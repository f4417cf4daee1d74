//! Logout Handler

use std::sync::Arc;

use salvo::prelude::*;

use crate::{
    auth::{errors::into_status_error, middleware::extract_bearer_token},
    extensions::*,
    responses::MessageResponse,
    state::State,
};

/// Logout Handler
///
/// Ends the session behind the bearer token.
#[endpoint(
    tags("auth"),
    summary = "Log Out",
    security(("bearer_auth" = [])),
    responses(
        (status_code = StatusCode::OK, description = "Logged out"),
        (status_code = StatusCode::UNAUTHORIZED, description = "Unauthorized"),
        (status_code = StatusCode::INTERNAL_SERVER_ERROR, description = "Internal Server Error"),
    ),
)]
pub(crate) async fn handler(
    req: &mut Request,
    depot: &mut Depot,
) -> Result<Json<MessageResponse>, StatusError> {
    let state = depot.obtain_or_500::<Arc<State>>()?;
    let user = depot.current_user_or_401()?;

    let token = extract_bearer_token(req).ok_or_else(StatusError::unauthorized)?;

    state
        .app
        .auth
        .logout(token)
        .await
        .map_err(into_status_error)?;

    tracing::info!(user_id = %user.id, "logged out");

    Ok(Json(MessageResponse::new("Logout successful")))
}
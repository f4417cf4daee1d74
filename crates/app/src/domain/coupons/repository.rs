//! Coupons Repository

use jiff_sqlx::Timestamp as SqlxTimestamp;
use sqlx::{FromRow, Postgres, Row, Transaction, postgres::PgRow, query, query_as, query_scalar};

use crate::domain::coupons::{
    data::{CouponFilter, NewCoupon, Pagination},
    records::{CouponRecord, CouponUuid},
};

const LIST_COUPONS_SQL: &str = include_str!("sql/list_coupons.sql");
const COUNT_COUPONS_SQL: &str = include_str!("sql/count_coupons.sql");
const GET_COUPON_SQL: &str = include_str!("sql/get_coupon.sql");
const GET_COUPON_FOR_UPDATE_SQL: &str = include_str!("sql/get_coupon_for_update.sql");
const GET_ACTIVE_COUPON_BY_CODE_SQL: &str = include_str!("sql/get_active_coupon_by_code.sql");
const CREATE_COUPON_SQL: &str = include_str!("sql/create_coupon.sql");
const UPDATE_COUPON_SQL: &str = include_str!("sql/update_coupon.sql");
const SET_COUPON_ACTIVE_SQL: &str = include_str!("sql/set_coupon_active.sql");
const DELETE_COUPON_SQL: &str = include_str!("sql/delete_coupon.sql");
const REDEEM_COUPON_SQL: &str = include_str!("sql/redeem_coupon.sql");

#[derive(Debug, Clone, Default)]
pub(crate) struct PgCouponsRepository;

impl PgCouponsRepository {
    #[must_use]
    pub(crate) fn new() -> Self {
        Self
    }

    pub(crate) async fn list_coupons(
        &self,
        tx: &mut Transaction<'_, Postgres>,
        filter: &CouponFilter,
        pagination: Pagination,
    ) -> Result<Vec<CouponRecord>, sqlx::Error> {
        query_as::<Postgres, CouponRecord>(LIST_COUPONS_SQL)
            .bind(filter.is_active)
            .bind(filter.kind.map(|kind| kind.as_str()))
            .bind(filter.search.as_deref())
            .bind(i64::from(pagination.limit()))
            .bind(to_i64("offset", pagination.offset())?)
            .fetch_all(&mut **tx)
            .await
    }

    pub(crate) async fn count_coupons(
        &self,
        tx: &mut Transaction<'_, Postgres>,
        filter: &CouponFilter,
    ) -> Result<u64, sqlx::Error> {
        let total: i64 = query_scalar(COUNT_COUPONS_SQL)
            .bind(filter.is_active)
            .bind(filter.kind.map(|kind| kind.as_str()))
            .bind(filter.search.as_deref())
            .fetch_one(&mut **tx)
            .await?;

        to_u64("count", total)
    }

    pub(crate) async fn get_coupon(
        &self,
        tx: &mut Transaction<'_, Postgres>,
        coupon: CouponUuid,
    ) -> Result<CouponRecord, sqlx::Error> {
        query_as::<Postgres, CouponRecord>(GET_COUPON_SQL)
            .bind(coupon.into_uuid())
            .fetch_one(&mut **tx)
            .await
    }

    pub(crate) async fn get_coupon_for_update(
        &self,
        tx: &mut Transaction<'_, Postgres>,
        coupon: CouponUuid,
    ) -> Result<CouponRecord, sqlx::Error> {
        query_as::<Postgres, CouponRecord>(GET_COUPON_FOR_UPDATE_SQL)
            .bind(coupon.into_uuid())
            .fetch_one(&mut **tx)
            .await
    }

    pub(crate) async fn find_active_coupon_by_code(
        &self,
        tx: &mut Transaction<'_, Postgres>,
        code: &str,
    ) -> Result<Option<CouponRecord>, sqlx::Error> {
        query_as::<Postgres, CouponRecord>(GET_ACTIVE_COUPON_BY_CODE_SQL)
            .bind(code)
            .fetch_optional(&mut **tx)
            .await
    }

    pub(crate) async fn create_coupon(
        &self,
        tx: &mut Transaction<'_, Postgres>,
        coupon: NewCoupon,
    ) -> Result<CouponRecord, sqlx::Error> {
        let usage_limit = coupon
            .usage_limit
            .map(|limit| to_i64("usage_limit", limit))
            .transpose()?;

        query_as::<Postgres, CouponRecord>(CREATE_COUPON_SQL)
            .bind(coupon.uuid.into_uuid())
            .bind(coupon.code)
            .bind(coupon.kind.as_str())
            .bind(coupon.value)
            .bind(coupon.min_purchase)
            .bind(coupon.max_discount)
            .bind(SqlxTimestamp::from(coupon.valid_from))
            .bind(SqlxTimestamp::from(coupon.valid_until))
            .bind(usage_limit)
            .bind(coupon.is_active)
            .bind(coupon.applies_to.as_str())
            .bind(coupon.applicable_ids)
            .fetch_one(&mut **tx)
            .await
    }

    pub(crate) async fn update_coupon(
        &self,
        tx: &mut Transaction<'_, Postgres>,
        coupon: CouponRecord,
    ) -> Result<CouponRecord, sqlx::Error> {
        let usage_limit = coupon
            .usage_limit
            .map(|limit| to_i64("usage_limit", limit))
            .transpose()?;

        query_as::<Postgres, CouponRecord>(UPDATE_COUPON_SQL)
            .bind(coupon.uuid.into_uuid())
            .bind(coupon.code)
            .bind(coupon.kind.as_str())
            .bind(coupon.value)
            .bind(coupon.min_purchase)
            .bind(coupon.max_discount)
            .bind(SqlxTimestamp::from(coupon.valid_from))
            .bind(SqlxTimestamp::from(coupon.valid_until))
            .bind(usage_limit)
            .bind(coupon.is_active)
            .bind(coupon.applies_to.as_str())
            .bind(coupon.applicable_ids)
            .fetch_one(&mut **tx)
            .await
    }

    pub(crate) async fn set_coupon_active(
        &self,
        tx: &mut Transaction<'_, Postgres>,
        coupon: CouponUuid,
        is_active: bool,
    ) -> Result<CouponRecord, sqlx::Error> {
        query_as::<Postgres, CouponRecord>(SET_COUPON_ACTIVE_SQL)
            .bind(coupon.into_uuid())
            .bind(is_active)
            .fetch_one(&mut **tx)
            .await
    }

    pub(crate) async fn delete_coupon(
        &self,
        tx: &mut Transaction<'_, Postgres>,
        coupon: CouponUuid,
    ) -> Result<u64, sqlx::Error> {
        let rows_affected = query(DELETE_COUPON_SQL)
            .bind(coupon.into_uuid())
            .execute(&mut **tx)
            .await?
            .rows_affected();

        Ok(rows_affected)
    }

    /// Increment the usage count of an active, unexhausted coupon.
    ///
    /// Returns `None` when no row qualified.
    pub(crate) async fn redeem_coupon(
        &self,
        tx: &mut Transaction<'_, Postgres>,
        code: &str,
    ) -> Result<Option<CouponRecord>, sqlx::Error> {
        query_as::<Postgres, CouponRecord>(REDEEM_COUPON_SQL)
            .bind(code)
            .fetch_optional(&mut **tx)
            .await
    }
}

fn to_i64(column: &str, value: u64) -> Result<i64, sqlx::Error> {
    i64::try_from(value).map_err(|e| sqlx::Error::ColumnDecode {
        index: column.to_string(),
        source: Box::new(e),
    })
}

fn to_u64(column: &str, value: i64) -> Result<u64, sqlx::Error> {
    u64::try_from(value).map_err(|e| sqlx::Error::ColumnDecode {
        index: column.to_string(),
        source: Box::new(e),
    })
}

fn decode<T, E>(column: &str, value: Result<T, E>) -> Result<T, sqlx::Error>
where
    E: std::error::Error + Send + Sync + 'static,
{
    value.map_err(|e| sqlx::Error::ColumnDecode {
        index: column.to_string(),
        source: Box::new(e),
    })
}

impl<'r> FromRow<'r, PgRow> for CouponRecord {
    fn from_row(row: &'r PgRow) -> sqlx::Result<Self> {
        let kind: String = row.try_get("kind")?;
        let applies_to: String = row.try_get("applies_to")?;

        Ok(Self {
            uuid: CouponUuid::from_uuid(row.try_get("uuid")?),
            code: row.try_get("code")?,
            kind: decode("kind", kind.parse())?,
            value: row.try_get("value")?,
            min_purchase: row.try_get("min_purchase")?,
            max_discount: row.try_get("max_discount")?,
            valid_from: row.try_get::<SqlxTimestamp, _>("valid_from")?.to_jiff(),
            valid_until: row.try_get::<SqlxTimestamp, _>("valid_until")?.to_jiff(),
            usage_limit: row
                .try_get::<Option<i64>, _>("usage_limit")?
                .map(|limit| to_u64("usage_limit", limit))
                .transpose()?,
            usage_count: to_u64("usage_count", row.try_get("usage_count")?)?,
            is_active: row.try_get("is_active")?,
            applies_to: decode("applies_to", applies_to.parse())?,
            applicable_ids: row.try_get("applicable_ids")?,
            created_at: row.try_get::<SqlxTimestamp, _>("created_at")?.to_jiff(),
            updated_at: row.try_get::<SqlxTimestamp, _>("updated_at")?.to_jiff(),
        })
    }
}
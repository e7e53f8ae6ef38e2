use anyhow::Result;
use clap::Parser;
use log::{error, info};
use stock_ticker_dashboard::{
    api::StocksApi,
    app::{App, CycleOutcome, HtmlDashboard, RefreshLoop, html},
    config::Args,
    logger::init_logger,
};

#[tokio::main]
async fn main() -> Result<()> {
    dotenv::dotenv().ok();
    let args = Args::parse();

    let log_file = args.log_file();
    init_logger((!args.is_headless()).then_some(log_file.as_path()))?;

    let api = StocksApi::new(&args.url, args.timeout())?;
    info!(
        "Polling {}/api/stocks every {}s",
        api.base_url(),
        args.interval
    );

    if !args.is_headless() {
        let mut app = App::new(api, args.interval(), args.html_out());
        return app.run().await;
    }

    let html_out = args.html_out();
    let mut refresh = RefreshLoop::new(api, args.interval());
    let mut dashboard = HtmlDashboard::default();

    if args.once {
        let Some(CycleOutcome::Rendered(_)) = refresh.refresh_once(&mut dashboard).await else {
            return Err(anyhow::anyhow!("Refresh failed, see log for details"));
        };
        match &html_out {
            Some(path) => html::write_page(path, &dashboard)?,
            None => print!("{}", html::render_page(&dashboard)),
        }
        return Ok(());
    }

    refresh
        .run(&mut dashboard, |dashboard, outcome| {
            let CycleOutcome::Rendered(_) = outcome else {
                return;
            };
            if let Some(path) = &html_out {
                if let Err(e) = html::write_page(path, dashboard) {
                    error!("Failed to write dashboard page: {:?}", e);
                }
            }
        })
        .await;

    Ok(())
}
---+---
- [Brief]:
Look above for the line holding "const COUNT_COUPONS_SQL: &str". Print it and every line after it, exactly, through the line holding "const UPDATE_COUPON_SQL: &str".

- [Response area]:
const COUNT_COUPONS_SQL: &str = include_str!("sql/count_coupons.sql");
const GET_COUPON_SQL: &str = include_str!("sql/get_coupon.sql");
const GET_COUPON_FOR_UPDATE_SQL: &str = include_str!("sql/get_coupon_for_update.sql");
const GET_ACTIVE_COUPON_BY_CODE_SQL: &str = include_str!("sql/get_active_coupon_by_code.sql");
const CREATE_COUPON_SQL: &str = include_str!("sql/create_coupon.sql");
const UPDATE_COUPON_SQL: &str = include_str!("sql/update_coupon.sql");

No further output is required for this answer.